Ultimately, the end of the lead poisoning epidemic requires addressing its underlying causes, such as housing quality, poverty, racial inequity, and environmental injustice. As an immediate step, it is critical that federal, state, and local governments engage in primary prevention practices in both private and federally assisted housing that include the identification and abatement of all lead hazards before a child is lead poisoned; increase enforcement, oversight, and reporting requirements; dedicate meaningful funding for lead poisoning prevention and hazard abatement activities; increase affordable housing and the development of healthy communities; and comply with fair housing and civil rights mandates.

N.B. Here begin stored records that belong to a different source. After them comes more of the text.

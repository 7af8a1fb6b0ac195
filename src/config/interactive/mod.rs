use anyhow::{Context, Result};
use console::style;
use dialoguer::{Confirm, Input, Select};

use super::{Config, ConfigError, EmbeddingConfig};
use crate::config::settings::API_KEY_ENV;

#[inline]
pub fn run_interactive_config() -> Result<()> {
    eprintln!("{}", style("🪔 Ramayana Chat Configuration Setup").bold().cyan());
    eprintln!();

    let mut config = load_existing_config()?;

    eprintln!("{}", style("Embedding Configuration").bold().yellow());
    eprintln!("Configure your local Ollama instance for passage embeddings.");
    eprintln!();

    configure_embedding(&mut config.embedding)?;

    let top_k: usize = Input::new()
        .with_prompt("Passages retrieved per question (top-k)")
        .default(config.retrieval.top_k)
        .validate_with(|input: &usize| -> Result<(), &str> {
            if (1..=10).contains(input) {
                Ok(())
            } else {
                Err("top-k must be between 1 and 10")
            }
        })
        .interact_text()?;
    config.retrieval.top_k = top_k;

    let max_tokens: u32 = Input::new()
        .with_prompt("Maximum answer tokens")
        .default(config.generation.max_tokens)
        .validate_with(|input: &u32| -> Result<(), &str> {
            if (1..=8192).contains(input) {
                Ok(())
            } else {
                Err("max_tokens must be between 1 and 8192")
            }
        })
        .interact_text()?;
    config.generation.max_tokens = max_tokens;

    eprintln!();
    eprintln!("{}", style("Testing configuration...").yellow());

    if test_embedding_connection(&config.embedding) {
        eprintln!("{}", style("✓ Ollama connection successful!").green());
    } else {
        eprintln!(
            "{}",
            style("⚠ Warning: Could not connect to Ollama").yellow()
        );
        eprintln!("You can continue, but make sure Ollama is running before seeding.");
    }

    if std::env::var(API_KEY_ENV).is_ok_and(|key| !key.trim().is_empty()) {
        eprintln!("{}", style(format!("✓ {} is set", API_KEY_ENV)).green());
    } else {
        eprintln!(
            "{}",
            style(format!(
                "⚠ {} is not set; `ask` and `chat` will refuse to start",
                API_KEY_ENV
            ))
            .yellow()
        );
    }

    eprintln!();
    if Confirm::new()
        .with_prompt("Save configuration?")
        .default(true)
        .interact()?
    {
        config.save().context("Failed to save configuration")?;
        eprintln!("{}", style("✓ Configuration saved successfully!").green());
        eprintln!(
            "Configuration saved to: {}",
            style(config.config_file_path().display()).cyan()
        );
    } else {
        eprintln!("Configuration not saved.");
    }

    Ok(())
}

#[inline]
pub fn show_config() -> Result<()> {
    let config = Config::load().context("Failed to load configuration")?;

    eprintln!("{}", style("📋 Current Configuration").bold().cyan());
    eprintln!();

    eprintln!("{}", style("Embedding Settings:").bold().yellow());
    eprintln!("  Host: {}", style(&config.embedding.host).cyan());
    eprintln!("  Port: {}", style(config.embedding.port).cyan());
    eprintln!("  Model: {}", style(&config.embedding.model).cyan());
    eprintln!("  Dimension: {}", style(config.embedding.dimension).cyan());
    eprintln!("  Batch Size: {}", style(config.embedding.batch_size).cyan());

    eprintln!();
    eprintln!("{}", style("Retrieval & Generation:").bold().yellow());
    eprintln!("  Top-k: {}", style(config.retrieval.top_k).cyan());
    eprintln!("  Chat Model: {}", style(&config.generation.model).cyan());
    eprintln!(
        "  Temperature: {}",
        style(config.generation.temperature).cyan()
    );
    eprintln!("  Max Tokens: {}", style(config.generation.max_tokens).cyan());

    eprintln!();
    eprintln!("{}", style("Sarvam API:").bold().yellow());
    eprintln!("  Base URL: {}", style(&config.sarvam.base_url).cyan());
    eprintln!(
        "  Models: {} / {} / {}",
        style(&config.sarvam.translate_model).cyan(),
        style(&config.sarvam.stt_model).cyan(),
        style(&config.sarvam.tts_model).cyan()
    );
    let key_state = if std::env::var(API_KEY_ENV).is_ok_and(|key| !key.trim().is_empty()) {
        style("set").green()
    } else {
        style("not set").red()
    };
    eprintln!("  {}: {}", API_KEY_ENV, key_state);

    eprintln!();
    eprintln!(
        "Config file: {}",
        style(config.config_file_path().display()).dim()
    );
    eprintln!(
        "Vector store: {}",
        style(config.vector_db_path().display()).dim()
    );

    Ok(())
}

fn load_existing_config() -> Result<Config> {
    Config::load().map_or_else(
        |_| {
            eprintln!(
                "{}",
                style("No existing configuration found. Using defaults.").yellow()
            );
            let config_dir = Config::config_dir()?;
            Ok(Config::load_from(config_dir)?)
        },
        |config| {
            eprintln!("{}", style("Found existing configuration.").green());
            Ok(config)
        },
    )
}

fn configure_embedding(embedding: &mut EmbeddingConfig) -> Result<()> {
    let protocols = &["http", "https"];
    let default_index = protocols
        .iter()
        .position(|&p| p == embedding.protocol)
        .unwrap_or(0);

    let protocol_index = Select::new()
        .with_prompt("Ollama protocol")
        .default(default_index)
        .items(protocols)
        .interact()?;
    embedding.protocol = protocols[protocol_index].to_string();

    let host: String = Input::new()
        .with_prompt("Ollama host")
        .default(embedding.host.clone())
        .validate_with(|input: &String| -> Result<(), ConfigError> {
            let temp_config = EmbeddingConfig {
                host: input.clone(),
                ..EmbeddingConfig::default()
            };
            temp_config.validate()?;
            Ok(())
        })
        .interact_text()?;
    embedding.host = host;

    let port: u16 = Input::new()
        .with_prompt("Ollama port")
        .default(embedding.port)
        .validate_with(|input: &u16| -> Result<(), &str> {
            if *input == 0 {
                Err("Port must be greater than 0")
            } else {
                Ok(())
            }
        })
        .interact_text()?;
    embedding.port = port;

    let model: String = Input::new()
        .with_prompt("Embedding model")
        .default(embedding.model.clone())
        .validate_with(|input: &String| -> Result<(), &str> {
            if input.trim().is_empty() {
                Err("Model name cannot be empty")
            } else {
                Ok(())
            }
        })
        .interact_text()?;
    embedding.model = model;

    let dimension: u32 = Input::new()
        .with_prompt("Embedding dimension")
        .default(embedding.dimension)
        .validate_with(|input: &u32| -> Result<(), &str> {
            if (64..=4096).contains(input) {
                Ok(())
            } else {
                Err("Dimension must be between 64 and 4096")
            }
        })
        .interact_text()?;
    embedding.dimension = dimension;

    Ok(())
}

fn test_embedding_connection(embedding: &EmbeddingConfig) -> bool {
    let url = format!(
        "{}://{}:{}/api/tags",
        embedding.protocol, embedding.host, embedding.port
    );

    let agent: ureq::Agent = ureq::Agent::config_builder()
        .timeout_global(Some(std::time::Duration::from_secs(5)))
        .build()
        .into();

    match agent.get(&url).call() {
        Ok(_) => true,
        Err(ureq::Error::StatusCode(code)) if (400..500).contains(&code) => true,
        Err(_) => false,
    }
}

Locally, individuals and health care providers can be instrumental in lead poisoning prevention. For example, providers can engage in universal screening for children younger than age six, collaborate with early intervention and special education systems, and compare public health data on the location of lead hazards with addresses in the electronic medical record to identify lead poisoning risk before children are exposed. Community leaders should examine their jurisdiction’s approach to lead poisoning prevention and proactively identify policies that could negatively affect health outcomes. Local governments can also work with contractors to ensure that the federal rules are followed to prevent the spread of lead hazards in the neighborhood. In addition, local public health departments can employ the community-based participatory response methodology to involve community members most affected by lead poisoning in defining the problem and developing a meaningful solution. Ultimately, the elimination of lead poisoning is predicated on a local commitment. National nonprofits, including Green and Health Homes Initiative and the National Center for Healthy Housing, have developed detailed strategic plans and robust policy recommendations for ending lead poisoning.

The societal benefits of addressing lead poisoning are great. According to Elise Gould, for just one cohort of children, the “net benefit of lead hazard control ranges from $181 to $269 billion, resulting in a return of $17–$221 for each dollar invested in lead hazard control.” These figures are conservative at best. Senator Ralph Yarborough’s (TX-D) 1970 testimony on lead poisoning still applies today: “We have a responsibility to protect the health of America’s children by providing the safe, decent, and nontoxic surroundings that they deserve.” If US policy were to reflect this duty, childhood lead poisoning could be eradicated. The alternative—government complacency and ineffective policies—will permanently alter the lives of millions of children for the worse.